NASA’s Perseverance Rover is approaching a significant milestone as it continues its extended mission exploring the Red Planet’s surface. The robotic vehicle has covered 26.09 miles during more than five years of operation, nearly reaching the standard marathon distance of 26.22 miles.
Mission manager Robert Hogg expects the rover will surpass the marathon mark within the coming month as it continues its scientific work.
The automobile-sized explorer touched down on the Martian surface on February 18, 2021, originally scheduled for a mission lasting one Martian year, equivalent to approximately 687 Earth days.
“The rover continues in good health with at least a decade left in its power source. The duration of the mission will depend on choices NASA makes,” said Ken Farley, the rover’s deputy project scientist at Caltech, in statements shared with Reuters through NASA.
Equipped with advanced scientific equipment, Perseverance has conducted operations within and surrounding Jezero Crater, located in Mars’ northern hemisphere. Scientists believe this region was once submerged under water and contained an ancient lake system. The area features various water-related geological formations, including an ancient fan-shaped sedimentary structure where a river emptied into a lake over three billion years ago.
While Mars today appears cold and barren, the planet once maintained a denser atmosphere and warmer temperatures that supported liquid water on its surface. Researchers hope to discover whether Mars once supported life forms. Since water represents a crucial component for life, Jezero Crater’s watery history makes it an ideal location for investigation.
NASA announced Perseverance’s most significant finding last year – a sample extracted from within the crater consisting of reddish rock that formed billions of years ago from lake-bottom sediment, potentially containing indicators of ancient microscopic life. Scientists noted that minerals identified by the rover might indicate past microbial activity, though they could also result from non-biological processes.
“Further work evaluating whether these are truly evidence of Martian life requires analysis in terrestrial laboratories that contain the kinds of instrumentation necessary to make that determination,” Farley explained.
“Perseverance will continue to collect rock samples with the hope for return to Earth by a future robotic or crewed mission,” Farley added.
The rover has also collected information about organic compounds on Mars. Additional discoveries include documentation of electrical activity in the Martian atmosphere, detecting electrical charges commonly linked with spinning wind formations known as dust devils, and recording the first visible-light aurora observation on Mars, showing the sky glowing faintly in green.

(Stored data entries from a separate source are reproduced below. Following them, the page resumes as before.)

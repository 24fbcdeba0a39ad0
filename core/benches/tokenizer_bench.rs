use criterion::{criterion_group, criterion_main, Criterion};
use docsearch_core::config::EngineConfig;
use docsearch_core::tokenizer::Normalizer;
use docsearch_core::{NewDocument, SearchEngine, SearchRequest};

const TEXT: &str = "1 липня 2024 року Київський університет оголосив набір студентів. \
Контактна особа: Іван Петренко. Дослідження показало, що бюджет науки зростає, \
а Національний банк підтримав програму. Ukraine signs deal 2024-05-01 with Kyiv Telecom.";

fn bench_normalize(c: &mut Criterion) {
    let n = Normalizer::default();
    c.bench_function("normalize_paragraph", |b| b.iter(|| n.normalize(TEXT)));
}

fn bench_search(c: &mut Criterion) {
    let engine = SearchEngine::in_memory(EngineConfig::default());
    let docs = (0..500).map(|i| NewDocument::new(format!("Документ {i}"), TEXT.repeat(1 + i % 4))).collect();
    engine.ingest_batch(docs).expect("ingest");
    let req = SearchRequest::new("бюджет OR університет NOT банк");
    c.bench_function("search_500_docs", |b| b.iter(|| engine.search(&req)));
}

criterion_group!(benches, bench_normalize, bench_search);
criterion_main!(benches);
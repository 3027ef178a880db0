//! Domain layer: beverages, sizes, prices and payment methods.
//!
//! Nothing in here knows where its output goes; lines are emitted through the
//! `OutputSink` port defined in `ports`.

pub mod amount;
pub mod beverage;
pub mod payment;
pub mod ports;
pub mod size;
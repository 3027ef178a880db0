use coffee_shop::application::order_service::OrderService;
use coffee_shop::domain::beverage::Beverage;
use coffee_shop::infrastructure::in_memory::InMemorySink;

/// Places a single order and returns every line it emitted.
pub fn order_lines(shop: &OrderService, beverage: &dyn Beverage) -> Vec<String> {
    let mut sink = InMemorySink::new();
    shop.place_order(beverage, &mut sink)
        .expect("in-memory sink never fails");
    sink.into_lines()
}
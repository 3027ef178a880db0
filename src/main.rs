use clap::Parser;
use coffee_shop::application::order_service::OrderService;
use coffee_shop::domain::beverage::{Beverage, Espresso, Latte};
use coffee_shop::domain::payment::{Card, Cash};
use coffee_shop::infrastructure::console::ConsoleSink;
use log::LevelFilter;
use miette::{IntoDiagnostic, Result};
use rust_decimal::Decimal;
use rust_decimal_macros::dec;
use simple_logger::SimpleLogger;
use std::io;

const OLD_SHOP: &str = "Ye Olde Coffee";
const NEW_SHOP: &str = "Ye New Coffee";
const ESPRESSO_PRICE: Decimal = dec!(2.00);
const LATTE_PRICE: Decimal = dec!(3.00);
const CARD_NUMBER: &str = "1277448787638764";

#[derive(Parser)]
#[command(author, version, about, long_about = None)]
struct Cli {
    /// Log each order step to stderr
    #[arg(short, long)]
    verbose: bool,
}

fn main() -> Result<()> {
    let cli = Cli::parse();

    let level = if cli.verbose {
        LevelFilter::Debug
    } else {
        LevelFilter::Warn
    };
    SimpleLogger::new().with_level(level).init().into_diagnostic()?;

    let espresso = Espresso::new(ESPRESSO_PRICE).into_diagnostic()?;
    let latte = Latte::new(LATTE_PRICE).into_diagnostic()?;

    let old_shop = OrderService::new(OLD_SHOP, Box::new(Cash));
    let new_shop = OrderService::new(NEW_SHOP, Box::new(Card::new(CARD_NUMBER).into_diagnostic()?));

    let orders = [
        (&old_shop, &espresso as &dyn Beverage),
        (&new_shop, &latte as &dyn Beverage),
    ];

    let stdout = io::stdout();
    let mut sink = ConsoleSink::new(stdout.lock());
    for (shop, beverage) in orders {
        shop.place_order(beverage, &mut sink).into_diagnostic()?;
        sink.separator().into_diagnostic()?;
    }

    Ok(())
}
use super::amount::Amount;
use super::ports::OutputSink;
use crate::error::{Result, ShopError};

/// A way to settle the amount due for an order.
pub trait PaymentMethod {
    /// The confirmation line for settling `amount`.
    fn confirmation(&self, amount: Amount) -> String;

    fn settle(&self, amount: Amount, sink: &mut dyn OutputSink) -> Result<()> {
        sink.emit(&self.confirmation(amount))
    }
}

#[derive(Debug, Clone, Copy, Default, PartialEq)]
pub struct Cash;

impl PaymentMethod for Cash {
    fn confirmation(&self, amount: Amount) -> String {
        format!("Paid ${amount} in cash")
    }
}

/// Card payment. Only the last 4 characters of the identifier are ever shown.
#[derive(Debug, Clone, PartialEq)]
pub struct Card {
    number: String,
}

impl Card {
    pub const VISIBLE_DIGITS: usize = 4;

    /// Fails with `InvalidCardIdentifier` when `number` has fewer than 4 characters.
    pub fn new(number: impl Into<String>) -> Result<Self> {
        let number = number.into();
        let length = number.chars().count();
        if length < Self::VISIBLE_DIGITS {
            return Err(ShopError::InvalidCardIdentifier { length });
        }
        Ok(Self { number })
    }

    pub fn last_four(&self) -> &str {
        let skip = self.number.chars().count() - Self::VISIBLE_DIGITS;
        match self.number.char_indices().nth(skip) {
            Some((start, _)) => &self.number[start..],
            None => &self.number,
        }
    }
}

impl PaymentMethod for Card {
    fn confirmation(&self, amount: Amount) -> String {
        format!("Charged ${amount} to card ending with {}", self.last_four())
    }
}
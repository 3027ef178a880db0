use super::amount::Amount;
use super::ports::OutputSink;
use super::size::Size;
use crate::error::Result;
use rust_decimal::Decimal;

/// Name, base price and size shared by every beverage.
///
/// Variants embed a `Recipe` and expose it through [`Beverage::recipe`]. The
/// sized price is computed once here, so no variant can change the formula and
/// pricing a built beverage cannot fail.
#[derive(Debug, Clone, PartialEq)]
pub struct Recipe {
    name: String,
    base_price: Amount,
    size: Size,
    price: Amount,
}

impl Recipe {
    /// Fails with `InvalidPrice` when `base_price` is zero, negative, or too
    /// large to be scaled by the size multiplier.
    pub fn new(name: impl Into<String>, base_price: Decimal, size: Size) -> Result<Self> {
        let base_price = Amount::new(base_price)?;
        let price = base_price.scale(size.multiplier())?;
        Ok(Self {
            name: name.into(),
            base_price,
            size,
            price,
        })
    }

    pub fn name(&self) -> &str {
        &self.name
    }

    pub fn base_price(&self) -> Amount {
        self.base_price
    }

    pub fn size(&self) -> Size {
        self.size
    }

    /// Base price times the size multiplier.
    pub fn price(&self) -> Amount {
        self.price
    }
}

/// An orderable item.
///
/// Implementors provide their [`Recipe`] and, optionally, their own
/// preparation steps. Everything else is derived here.
pub trait Beverage {
    fn recipe(&self) -> &Recipe;

    fn name(&self) -> &str {
        self.recipe().name()
    }

    fn size(&self) -> Size {
        self.recipe().size()
    }

    /// Base price times the size multiplier.
    fn price(&self) -> Amount {
        self.recipe().price()
    }

    /// Ordered, human-readable preparation steps.
    fn preparation_steps(&self) -> Vec<String> {
        vec![format!("Preparing a {} {}...", self.size(), self.name())]
    }

    fn prepare(&self, sink: &mut dyn OutputSink) -> Result<()> {
        for step in self.preparation_steps() {
            sink.emit(&step)?;
        }
        Ok(())
    }
}

/// A single shot, always served small.
#[derive(Debug, Clone, PartialEq)]
pub struct Espresso {
    recipe: Recipe,
}

impl Espresso {
    pub fn new(base_price: Decimal) -> Result<Self> {
        Ok(Self {
            recipe: Recipe::new("Espresso", base_price, Size::Small)?,
        })
    }
}

impl Beverage for Espresso {
    fn recipe(&self) -> &Recipe {
        &self.recipe
    }

    fn preparation_steps(&self) -> Vec<String> {
        vec![
            "Grinding coffee beans...".to_string(),
            "Brewing a shot of espresso...".to_string(),
            "Pouring into a small cup.".to_string(),
        ]
    }
}

#[derive(Debug, Clone, PartialEq)]
pub struct Latte {
    recipe: Recipe,
}

impl Latte {
    /// A medium latte.
    pub fn new(base_price: Decimal) -> Result<Self> {
        Self::with_size(base_price, Size::default())
    }

    pub fn with_size(base_price: Decimal, size: Size) -> Result<Self> {
        Ok(Self {
            recipe: Recipe::new("Latte", base_price, size)?,
        })
    }
}

impl Beverage for Latte {
    fn recipe(&self) -> &Recipe {
        &self.recipe
    }

    fn preparation_steps(&self) -> Vec<String> {
        vec![
            "Steaming milk...".to_string(),
            "Grinding coffee beans...".to_string(),
            "Brewing a shot of espresso...".to_string(),
            "Combining espresso with milk and adding foam.".to_string(),
            format!("Pouring into a {} cup.", self.size()),
        ]
    }
}
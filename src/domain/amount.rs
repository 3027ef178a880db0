use crate::error::ShopError;
use rust_decimal::{Decimal, RoundingStrategy};
use serde::{Deserialize, Serialize};
use std::fmt;

/// Represents a positive monetary amount: a base price or a computed price.
///
/// This is a wrapper around `rust_decimal::Decimal` so prices never go through
/// floating point and can never be zero or negative.
#[derive(Debug, Clone, Copy, PartialEq, PartialOrd, Serialize, Deserialize)]
#[serde(try_from = "Decimal", into = "Decimal")]
pub struct Amount(Decimal);

impl Amount {
    pub fn new(value: Decimal) -> Result<Self, ShopError> {
        if value > Decimal::ZERO {
            Ok(Self(value))
        } else {
            Err(ShopError::InvalidPrice(value))
        }
    }

    pub fn value(&self) -> Decimal {
        self.0
    }

    /// Scales the amount by a size multiplier.
    ///
    /// Fails with `InvalidPrice` when the product overflows or is not positive.
    pub fn scale(self, multiplier: Decimal) -> Result<Self, ShopError> {
        match self.0.checked_mul(multiplier) {
            Some(value) => Self::new(value),
            None => Err(ShopError::InvalidPrice(self.0)),
        }
    }

    /// The value rounded half away from zero to whole cents.
    pub fn rounded(&self) -> Decimal {
        self.0.round_dp_with_strategy(2, RoundingStrategy::MidpointAwayFromZero)
    }
}

impl TryFrom<Decimal> for Amount {
    type Error = ShopError;

    fn try_from(value: Decimal) -> Result<Self, Self::Error> {
        Self::new(value)
    }
}

impl From<Amount> for Decimal {
    fn from(amount: Amount) -> Self {
        amount.0
    }
}

/// Formats to exactly 2 decimal places, rounding half away from zero,
/// e.g. `4.05`, `0.0675` -> `0.07`.
impl fmt::Display for Amount {
    fn fmt(&self, f: &mut fmt::Formatter<'_>) -> fmt::Result {
        write!(f, "{:.2}", self.rounded())
    }
}
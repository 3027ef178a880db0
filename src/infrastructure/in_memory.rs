use crate::domain::ports::OutputSink;
use crate::error::Result;

/// An output sink that records every emitted line.
///
/// Ideal for testing, or for embedding a shop where the caller wants the
/// lines back instead of printed.
#[derive(Debug, Default, Clone)]
pub struct InMemorySink {
    lines: Vec<String>,
}

impl InMemorySink {
    /// Creates a new, empty sink.
    pub fn new() -> Self {
        Self::default()
    }

    pub fn lines(&self) -> &[String] {
        &self.lines
    }

    pub fn into_lines(self) -> Vec<String> {
        self.lines
    }
}

impl OutputSink for InMemorySink {
    fn emit(&mut self, line: &str) -> Result<()> {
        self.lines.push(line.to_string());
        Ok(())
    }
}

During its initial years, Perseverance recorded the development cycle of the lake that occupied Jezero Crater approximately 3.7 billion years ago. The lake began as a shallow body of water, leaving salt-heavy sediments on the crater bottom, then expanded to a depth of at least 30 feet, with sandy materials flowing into the lake to create a delta formation, according to Farley.
The rover currently operates just beyond Jezero Crater’s boundaries, studying extremely old rock formations likely dating back more than four billion years. Since Mars and Earth both formed roughly 4.5 billion years ago, these rocks represent samples from the planet’s early period.
“Importantly this time period, and this surface environment, are very likely similar to those on Earth when life originated. Because rocks of this era were completely destroyed on Earth, Mars offers a key analog environment in which to investigate pre-biotic chemistry and possibly the origin of life,” Farley stated.
NASA operates a second rover on Mars called Curiosity, which arrived in 2012 at Gale Crater near the Martian equator and has traveled 22.93 miles. The rover with the greatest distance record on Mars was NASA’s Opportunity, which covered 28.06 miles during its mission from 2004 to 2019.
Perseverance carried a compact helicopter named Ingenuity that achieved the first powered and controlled aircraft flight on another world, successfully operating in Mars’ extremely thin atmosphere 72 times, traveling 10.5 miles and reaching heights of approximately 79 feet.
The varied environments both inside and outside Jezero Crater have provided valuable insights into Mars’ history.
“The fact that Perseverance could explore both a lake-river system and the early Martian crust, separated in time by perhaps half a billion years, means the Jezero site keeps on giving scientifically even after five years on the surface,” Farley concluded.